When we were finished, Horace and I got up to browse the bookstore. We were standing in the Biography section when Horace once again reached his arm around my lower back, pulled me in closer to him and gave me another kiss.
“Excuse me,” said one of the bookstore clerks rather emphatically. “We are CLOSING.”
I looked away in embarrassment though I was smiling to myself. I looked at my watch. It was ten minutes to midnight. Though it was tempting to defiantly continue making out, we opted instead to leave. As we left, Horace noticed the mirror behind us. I had seen it earlier but had no intention of interrupting that kiss under any circumstance.
Horace and I continued walking throughout the South End. About a few blocks from his apartment he asked me if there was anyplace else I’d like to go. It was after midnight so in the back of my mind I said, “Yes…your apartment.”

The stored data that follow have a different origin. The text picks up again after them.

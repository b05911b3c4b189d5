//! HTTP route handlers.

use axum::body::Bytes;
use axum::{
    Json, Router,
    extract::{Path, Query, State},
    http::StatusCode,
    response::IntoResponse,
    routing::{get, post},
};
use chrono::{Local, NaiveDateTime};
use std::sync::Arc;
use tower_http::trace::TraceLayer;
use tracing::{debug, error, warn};

use crate::domain::{RailTime, Region, StationName};
use crate::planner::{CancelToken, RouteSearchEngine, SearchError, SearchRequest, SearchResult};

use super::dto::*;
use super::state::AppState;

/// Create the application router.
pub fn create_router(state: AppState) -> Router {
    Router::new()
        .route("/health", get(health))
        .route("/stations", get(list_stations))
        .route("/journey/plan", post(plan_journey))
        .route("/trains/:id/occupancy", get(train_occupancy))
        .layer(TraceLayer::new_for_http())
        .with_state(state)
}

/// Health check endpoint.
async fn health() -> &'static str {
    "ok"
}

/// List every station served, optionally only those in one region.
async fn list_stations(
    State(state): State<AppState>,
    Query(req): Query<StationsQuery>,
) -> Result<Json<StationsResponse>, AppError> {
    let region = parse_region(req.region.as_deref())?;

    let stations = match region {
        Some(region) => state.timetable.stations_in(region),
        None => state.timetable.all_stations(),
    };

    Ok(Json(StationsResponse {
        stations: stations
            .into_iter()
            .map(|s| s.display().to_string())
            .collect(),
    }))
}

/// Plan itineraries between two stations.
async fn plan_journey(
    State(state): State<AppState>,
    body: Bytes,
) -> Result<Json<PlanJourneyResponse>, AppError> {
    // Parse JSON manually so we can log the body on failure
    let req: PlanJourneyRequest = serde_json::from_slice(&body).map_err(|e| {
        debug!(body = %String::from_utf8_lossy(&body), "invalid plan request: {e}");
        AppError::BadRequest {
            message: format!("Invalid JSON: {e}"),
        }
    })?;

    let start = parse_station(&req.start)?;
    let destination = parse_station(&req.destination)?;
    let region = parse_region(req.region.as_deref())?;
    let reference = parse_reference_time(req.time.as_deref(), Local::now().naive_local())?;

    // Search from the start of the cache bucket so every request that
    // shares a cache entry gets the same answer
    let mut request = SearchRequest::new(
        start,
        destination,
        state.cache.bucket_start(reference),
        req.max_transfers.unwrap_or(DEFAULT_MAX_TRANSFERS),
    );
    if let Some(region) = region {
        request = request.in_region(region);
    }

    if let Some(cached) = state.cache.get(&request).await {
        debug!(start = %request.start, destination = %request.destination, "plan cache hit");
        return Ok(Json(PlanJourneyResponse::from_result(&cached)));
    }

    let result = Arc::new(run_search(&state, request.clone()).await?);
    state.cache.insert(&request, result.clone()).await;
    debug!(entries = state.cache.entry_count(), "plan cached");

    Ok(Json(PlanJourneyResponse::from_result(&result)))
}

/// Run a search on the blocking pool.
///
/// If the awaiting request is dropped the search is cancelled.
async fn run_search(state: &AppState, request: SearchRequest) -> Result<SearchResult, AppError> {
    let cancel = CancelToken::new();
    let _guard = cancel.drop_guard();

    let state = state.clone();
    let outcome = tokio::task::spawn_blocking(move || {
        let engine = RouteSearchEngine::new(
            state.timetable.as_ref(),
            &state.interchanges,
            &state.occupancy,
            &state.config,
        );
        engine.search_with_cancel(&request, &cancel)
    })
    .await
    .map_err(|e| AppError::Internal {
        message: format!("search task failed: {e}"),
    })?;

    outcome.map_err(AppError::from)
}

/// Predict occupancy along a train's route.
async fn train_occupancy(
    State(state): State<AppState>,
    Path(id): Path<String>,
    Query(req): Query<OccupancyQuery>,
) -> Result<Json<TrainOccupancyResponse>, AppError> {
    let train = state.timetable.train(&id).ok_or_else(|| AppError::NotFound {
        message: format!("Train {id} not found"),
    })?;
    let at = parse_reference_time(req.time.as_deref(), Local::now().naive_local())?;

    let map = state.occupancy.predict(train, at);
    Ok(Json(TrainOccupancyResponse::new(
        train,
        state.occupancy.name(),
        &map,
    )))
}

fn parse_station(name: &str) -> Result<StationName, AppError> {
    StationName::parse(name).map_err(|e| AppError::BadRequest {
        message: e.to_string(),
    })
}

fn parse_region(region: Option<&str>) -> Result<Option<Region>, AppError> {
    region
        .map(str::parse::<Region>)
        .transpose()
        .map_err(|e| AppError::BadRequest {
            message: e.to_string(),
        })
}

/// Parse "YYYY-MM-DDTHH:MM" or "HH:MM" (on `now`'s date). Absent means `now`.
fn parse_reference_time(time: Option<&str>, now: NaiveDateTime) -> Result<RailTime, AppError> {
    let Some(s) = time.map(str::trim).filter(|s| !s.is_empty()) else {
        return Ok(RailTime::from_datetime(now));
    };

    if let Ok(dt) = NaiveDateTime::parse_from_str(s, "%Y-%m-%dT%H:%M") {
        return Ok(RailTime::from_datetime(dt));
    }

    RailTime::parse_hhmm(s, now.date()).map_err(|e| AppError::BadRequest {
        message: format!("Invalid time {s:?}: {e}"),
    })
}

/// Application error type.
#[derive(Debug)]
pub enum AppError {
    BadRequest { message: String },
    NotFound { message: String },
    /// The search stopped before finishing; retrying may succeed
    Unavailable { message: String },
    Internal { message: String },
}

impl From<SearchError> for AppError {
    fn from(e: SearchError) -> Self {
        match e {
            SearchError::InvalidRequest(msg) => AppError::BadRequest { message: msg },
            e if e.is_incomplete() => AppError::Unavailable {
                message: e.to_string(),
            },
            e => AppError::Internal {
                message: e.to_string(),
            },
        }
    }
}

impl IntoResponse for AppError {
    fn into_response(self) -> axum::response::Response {
        let (status, message) = match self {
            AppError::BadRequest { message } => (StatusCode::BAD_REQUEST, message),
            AppError::NotFound { message } => (StatusCode::NOT_FOUND, message),
            AppError::Unavailable { message } => (StatusCode::SERVICE_UNAVAILABLE, message),
            AppError::Internal { message } => (StatusCode::INTERNAL_SERVER_ERROR, message),
        };

        match status {
            StatusCode::INTERNAL_SERVER_ERROR => error!(%status, "{message}"),
            StatusCode::SERVICE_UNAVAILABLE => warn!(%status, "{message}"),
            _ => debug!(%status, "{message}"),
        }

        let body = Json(ErrorResponse { error: message });
        (status, body).into_response()
    }
}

He either heard what my mind was saying or read the electronic message scrolling across my forehead that said “take me to your apartment” because at that moment he told me he wasn’t ready to have to explain me to his roommate. I didn’t like it. I didn’t get it. But I couldn’t argue it.
It was getting colder so we decided to get into my car, warm up and drive around for a bit before parting ways for the evening. For two people who on paper have very little in common, I was amazed at how much we had to talk about. I was even more amazed by the fact that “for a bit” turned into a two-hour extension of the date by the time our driving tour of Boston ended outside his apartment. We were able to sit in my car for another half-hour in the one-way turnabout before another car pulled up to officially put an end to the night’s festivities. Horace leaned over, gave me a kiss and said goodnight. I watched him as he got out of my car and walked up the stairs leading up to his building.
I then pulled off and drove the forty-five minutes back to my apartment in Franklin.